*Collection entries:*
((

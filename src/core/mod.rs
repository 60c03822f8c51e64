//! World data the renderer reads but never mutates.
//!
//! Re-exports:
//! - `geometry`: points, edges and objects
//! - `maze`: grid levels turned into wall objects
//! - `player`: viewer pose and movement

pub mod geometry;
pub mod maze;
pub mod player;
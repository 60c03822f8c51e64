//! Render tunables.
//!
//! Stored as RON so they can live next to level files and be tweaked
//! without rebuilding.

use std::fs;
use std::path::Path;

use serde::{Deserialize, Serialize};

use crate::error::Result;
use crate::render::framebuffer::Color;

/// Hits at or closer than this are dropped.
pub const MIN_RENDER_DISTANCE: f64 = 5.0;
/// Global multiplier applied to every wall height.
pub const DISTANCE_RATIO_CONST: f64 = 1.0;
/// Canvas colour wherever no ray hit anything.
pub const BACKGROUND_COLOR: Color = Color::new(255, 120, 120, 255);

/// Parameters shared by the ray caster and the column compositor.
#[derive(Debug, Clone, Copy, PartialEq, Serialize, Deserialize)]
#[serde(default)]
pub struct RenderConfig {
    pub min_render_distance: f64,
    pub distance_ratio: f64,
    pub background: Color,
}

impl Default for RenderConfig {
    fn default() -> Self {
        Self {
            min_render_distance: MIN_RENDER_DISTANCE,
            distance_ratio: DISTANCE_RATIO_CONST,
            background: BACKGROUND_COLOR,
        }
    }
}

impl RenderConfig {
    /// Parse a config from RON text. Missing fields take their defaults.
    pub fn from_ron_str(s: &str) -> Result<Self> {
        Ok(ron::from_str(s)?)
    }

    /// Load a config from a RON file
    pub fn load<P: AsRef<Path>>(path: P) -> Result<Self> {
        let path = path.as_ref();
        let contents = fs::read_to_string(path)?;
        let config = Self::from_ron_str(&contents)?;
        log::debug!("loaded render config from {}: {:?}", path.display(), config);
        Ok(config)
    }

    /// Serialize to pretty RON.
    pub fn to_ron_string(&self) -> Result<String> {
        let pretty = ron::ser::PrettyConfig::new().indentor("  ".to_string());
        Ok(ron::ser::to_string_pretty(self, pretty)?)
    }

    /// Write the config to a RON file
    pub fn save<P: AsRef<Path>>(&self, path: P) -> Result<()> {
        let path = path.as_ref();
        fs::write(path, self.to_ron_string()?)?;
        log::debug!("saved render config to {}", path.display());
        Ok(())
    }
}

))
((

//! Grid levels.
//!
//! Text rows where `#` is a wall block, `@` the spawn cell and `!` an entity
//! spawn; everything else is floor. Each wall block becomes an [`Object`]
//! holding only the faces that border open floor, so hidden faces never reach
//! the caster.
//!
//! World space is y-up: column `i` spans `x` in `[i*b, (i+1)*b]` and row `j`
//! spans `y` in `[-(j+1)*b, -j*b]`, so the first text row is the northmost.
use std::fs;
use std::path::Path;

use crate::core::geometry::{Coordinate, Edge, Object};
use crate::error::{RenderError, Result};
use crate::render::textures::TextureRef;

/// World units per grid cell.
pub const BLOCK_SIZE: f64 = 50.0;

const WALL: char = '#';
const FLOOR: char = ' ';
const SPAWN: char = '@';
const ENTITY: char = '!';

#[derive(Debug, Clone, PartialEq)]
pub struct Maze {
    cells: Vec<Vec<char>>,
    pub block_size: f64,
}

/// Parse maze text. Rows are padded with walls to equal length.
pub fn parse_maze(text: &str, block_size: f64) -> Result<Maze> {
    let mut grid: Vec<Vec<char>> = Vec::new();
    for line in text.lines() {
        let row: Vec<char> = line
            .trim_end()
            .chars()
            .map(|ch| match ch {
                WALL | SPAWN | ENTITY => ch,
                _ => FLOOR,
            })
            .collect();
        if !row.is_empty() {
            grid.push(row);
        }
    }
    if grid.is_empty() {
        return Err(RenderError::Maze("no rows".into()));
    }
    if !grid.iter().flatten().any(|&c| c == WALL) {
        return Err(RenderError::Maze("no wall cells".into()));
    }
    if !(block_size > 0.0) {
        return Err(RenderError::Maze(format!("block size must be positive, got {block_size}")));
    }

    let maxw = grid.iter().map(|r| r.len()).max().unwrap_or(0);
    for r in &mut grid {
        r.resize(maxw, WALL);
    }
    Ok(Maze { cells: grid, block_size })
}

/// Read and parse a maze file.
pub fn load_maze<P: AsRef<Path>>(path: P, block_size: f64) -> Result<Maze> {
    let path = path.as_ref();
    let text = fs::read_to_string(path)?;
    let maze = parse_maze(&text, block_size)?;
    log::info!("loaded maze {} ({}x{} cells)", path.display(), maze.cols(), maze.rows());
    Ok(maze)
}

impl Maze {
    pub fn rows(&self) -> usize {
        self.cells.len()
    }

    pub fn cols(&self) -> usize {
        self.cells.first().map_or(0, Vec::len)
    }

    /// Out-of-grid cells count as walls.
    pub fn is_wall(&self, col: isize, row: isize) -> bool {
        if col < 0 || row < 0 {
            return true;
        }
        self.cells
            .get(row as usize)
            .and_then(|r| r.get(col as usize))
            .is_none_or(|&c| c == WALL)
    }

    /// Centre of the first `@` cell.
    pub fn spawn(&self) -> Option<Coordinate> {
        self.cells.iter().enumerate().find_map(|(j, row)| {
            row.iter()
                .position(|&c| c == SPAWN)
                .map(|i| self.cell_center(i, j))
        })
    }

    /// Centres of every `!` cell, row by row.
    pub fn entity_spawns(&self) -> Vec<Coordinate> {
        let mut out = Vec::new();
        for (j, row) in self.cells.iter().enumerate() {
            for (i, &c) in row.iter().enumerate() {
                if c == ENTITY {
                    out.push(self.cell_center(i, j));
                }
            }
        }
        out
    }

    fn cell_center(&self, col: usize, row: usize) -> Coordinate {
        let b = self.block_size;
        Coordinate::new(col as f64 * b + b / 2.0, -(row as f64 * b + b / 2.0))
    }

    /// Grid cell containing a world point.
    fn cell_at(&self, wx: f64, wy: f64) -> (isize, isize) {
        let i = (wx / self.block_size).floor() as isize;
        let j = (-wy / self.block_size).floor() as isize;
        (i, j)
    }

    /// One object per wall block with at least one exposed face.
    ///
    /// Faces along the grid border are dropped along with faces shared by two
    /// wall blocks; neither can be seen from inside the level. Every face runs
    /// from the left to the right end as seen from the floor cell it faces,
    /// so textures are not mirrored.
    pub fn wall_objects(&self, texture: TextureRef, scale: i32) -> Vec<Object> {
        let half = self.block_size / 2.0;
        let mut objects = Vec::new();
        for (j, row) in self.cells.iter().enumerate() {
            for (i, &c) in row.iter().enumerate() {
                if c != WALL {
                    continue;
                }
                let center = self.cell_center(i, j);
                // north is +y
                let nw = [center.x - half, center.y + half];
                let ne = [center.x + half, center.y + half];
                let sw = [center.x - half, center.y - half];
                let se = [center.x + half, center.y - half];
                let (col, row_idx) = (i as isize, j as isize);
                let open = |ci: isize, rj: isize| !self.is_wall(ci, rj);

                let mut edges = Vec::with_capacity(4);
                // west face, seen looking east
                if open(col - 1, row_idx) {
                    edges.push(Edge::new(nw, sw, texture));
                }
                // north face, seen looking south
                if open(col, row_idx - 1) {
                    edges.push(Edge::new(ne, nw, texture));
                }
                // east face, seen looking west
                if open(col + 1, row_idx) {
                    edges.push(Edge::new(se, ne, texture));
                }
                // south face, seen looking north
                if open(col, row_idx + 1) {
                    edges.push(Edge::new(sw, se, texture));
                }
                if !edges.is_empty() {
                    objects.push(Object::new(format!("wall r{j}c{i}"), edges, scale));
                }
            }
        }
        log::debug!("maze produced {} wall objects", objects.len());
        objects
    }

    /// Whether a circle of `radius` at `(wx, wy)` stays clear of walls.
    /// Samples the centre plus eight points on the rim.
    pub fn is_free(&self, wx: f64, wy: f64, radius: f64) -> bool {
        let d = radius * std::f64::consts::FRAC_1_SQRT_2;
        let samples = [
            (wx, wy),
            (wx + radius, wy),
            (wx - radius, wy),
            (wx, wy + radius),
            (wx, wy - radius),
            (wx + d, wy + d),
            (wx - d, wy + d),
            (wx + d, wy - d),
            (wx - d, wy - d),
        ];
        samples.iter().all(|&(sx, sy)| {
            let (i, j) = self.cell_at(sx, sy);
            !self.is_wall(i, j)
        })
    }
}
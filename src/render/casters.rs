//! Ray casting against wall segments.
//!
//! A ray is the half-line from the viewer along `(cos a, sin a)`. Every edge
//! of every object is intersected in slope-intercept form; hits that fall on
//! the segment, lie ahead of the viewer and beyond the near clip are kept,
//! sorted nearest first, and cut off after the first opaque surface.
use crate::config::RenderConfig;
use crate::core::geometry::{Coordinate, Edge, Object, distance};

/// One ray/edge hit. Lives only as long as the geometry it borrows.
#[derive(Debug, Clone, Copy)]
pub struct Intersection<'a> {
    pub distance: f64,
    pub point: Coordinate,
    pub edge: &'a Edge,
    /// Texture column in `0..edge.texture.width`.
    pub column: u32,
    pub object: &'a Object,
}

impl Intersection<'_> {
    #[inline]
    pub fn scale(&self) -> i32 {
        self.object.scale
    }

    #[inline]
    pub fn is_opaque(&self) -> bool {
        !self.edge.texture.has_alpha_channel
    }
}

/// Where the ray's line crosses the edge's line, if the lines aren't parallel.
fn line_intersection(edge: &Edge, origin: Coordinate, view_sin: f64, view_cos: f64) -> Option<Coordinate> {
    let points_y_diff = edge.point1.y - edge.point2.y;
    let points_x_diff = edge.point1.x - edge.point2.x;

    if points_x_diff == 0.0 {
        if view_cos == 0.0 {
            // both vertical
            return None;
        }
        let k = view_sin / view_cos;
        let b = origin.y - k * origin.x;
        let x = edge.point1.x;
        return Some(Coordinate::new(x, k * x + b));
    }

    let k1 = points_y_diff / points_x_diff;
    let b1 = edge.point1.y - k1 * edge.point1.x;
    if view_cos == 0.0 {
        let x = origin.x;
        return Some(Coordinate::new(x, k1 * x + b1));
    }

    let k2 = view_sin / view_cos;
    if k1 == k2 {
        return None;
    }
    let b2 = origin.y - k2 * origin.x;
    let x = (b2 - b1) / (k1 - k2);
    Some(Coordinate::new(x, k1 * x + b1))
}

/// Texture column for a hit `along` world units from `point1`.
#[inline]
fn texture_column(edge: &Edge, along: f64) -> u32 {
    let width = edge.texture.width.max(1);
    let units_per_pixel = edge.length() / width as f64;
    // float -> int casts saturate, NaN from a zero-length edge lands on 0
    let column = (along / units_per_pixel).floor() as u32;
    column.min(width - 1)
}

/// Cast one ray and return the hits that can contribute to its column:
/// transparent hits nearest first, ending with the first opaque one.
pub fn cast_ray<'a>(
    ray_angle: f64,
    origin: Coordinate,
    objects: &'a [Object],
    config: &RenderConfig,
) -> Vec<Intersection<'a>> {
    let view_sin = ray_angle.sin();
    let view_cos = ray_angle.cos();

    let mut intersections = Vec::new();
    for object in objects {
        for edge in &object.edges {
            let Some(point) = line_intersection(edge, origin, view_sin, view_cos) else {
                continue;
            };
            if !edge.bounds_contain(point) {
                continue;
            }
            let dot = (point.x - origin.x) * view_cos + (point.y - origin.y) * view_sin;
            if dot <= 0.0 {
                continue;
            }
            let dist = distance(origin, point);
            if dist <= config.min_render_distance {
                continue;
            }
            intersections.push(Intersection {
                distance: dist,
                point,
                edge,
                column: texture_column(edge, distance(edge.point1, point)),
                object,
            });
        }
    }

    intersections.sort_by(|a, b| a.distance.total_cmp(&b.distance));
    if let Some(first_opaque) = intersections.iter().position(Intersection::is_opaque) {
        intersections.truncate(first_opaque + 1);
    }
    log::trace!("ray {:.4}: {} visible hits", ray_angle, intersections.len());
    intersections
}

))
((

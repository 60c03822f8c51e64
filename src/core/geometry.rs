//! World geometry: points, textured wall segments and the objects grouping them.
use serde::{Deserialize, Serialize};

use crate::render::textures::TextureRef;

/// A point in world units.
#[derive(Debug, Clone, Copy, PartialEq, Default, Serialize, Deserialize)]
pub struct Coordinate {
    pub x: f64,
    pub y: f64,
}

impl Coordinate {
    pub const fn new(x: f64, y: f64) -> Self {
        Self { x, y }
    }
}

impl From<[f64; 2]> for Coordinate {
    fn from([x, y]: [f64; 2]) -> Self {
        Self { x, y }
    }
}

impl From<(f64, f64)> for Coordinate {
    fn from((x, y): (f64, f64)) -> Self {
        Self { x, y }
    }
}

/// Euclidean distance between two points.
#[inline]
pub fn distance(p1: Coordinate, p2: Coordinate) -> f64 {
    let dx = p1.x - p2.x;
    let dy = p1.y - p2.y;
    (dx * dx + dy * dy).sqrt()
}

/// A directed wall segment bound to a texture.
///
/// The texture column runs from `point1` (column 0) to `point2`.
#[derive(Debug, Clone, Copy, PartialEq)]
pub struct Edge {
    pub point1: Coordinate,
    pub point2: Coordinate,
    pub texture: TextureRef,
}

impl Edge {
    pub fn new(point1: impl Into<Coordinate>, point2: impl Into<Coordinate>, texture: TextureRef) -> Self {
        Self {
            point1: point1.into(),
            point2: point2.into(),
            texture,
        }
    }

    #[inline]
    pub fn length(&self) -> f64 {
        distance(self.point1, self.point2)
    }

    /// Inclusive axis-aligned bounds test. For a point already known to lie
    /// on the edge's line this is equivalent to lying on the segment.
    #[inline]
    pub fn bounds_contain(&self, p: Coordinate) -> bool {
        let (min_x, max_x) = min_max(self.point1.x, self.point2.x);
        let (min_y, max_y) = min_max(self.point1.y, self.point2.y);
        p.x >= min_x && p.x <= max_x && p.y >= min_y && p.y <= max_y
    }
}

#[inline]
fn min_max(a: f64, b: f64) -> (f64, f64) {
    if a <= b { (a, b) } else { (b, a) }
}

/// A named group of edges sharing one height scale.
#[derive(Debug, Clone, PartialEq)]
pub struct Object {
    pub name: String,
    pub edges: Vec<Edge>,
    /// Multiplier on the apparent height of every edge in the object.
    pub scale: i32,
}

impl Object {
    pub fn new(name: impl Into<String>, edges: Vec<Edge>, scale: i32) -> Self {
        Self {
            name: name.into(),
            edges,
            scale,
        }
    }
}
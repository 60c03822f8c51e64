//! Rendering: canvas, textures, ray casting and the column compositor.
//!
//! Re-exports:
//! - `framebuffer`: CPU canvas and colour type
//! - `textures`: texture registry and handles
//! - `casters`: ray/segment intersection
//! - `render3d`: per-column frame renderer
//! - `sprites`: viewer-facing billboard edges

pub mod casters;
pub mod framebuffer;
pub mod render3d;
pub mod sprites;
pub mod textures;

))

*ASSIGNMENT:* Starting from the records above, filter out all lines except those containing the word "Option".

*EXERCISE OUTPUT:*
    pub fn spawn(&self) -> Option<Coordinate> {
fn line_intersection(edge: &Edge, origin: Coordinate, view_sin: f64, view_cos: f64) -> Option<Coordinate> {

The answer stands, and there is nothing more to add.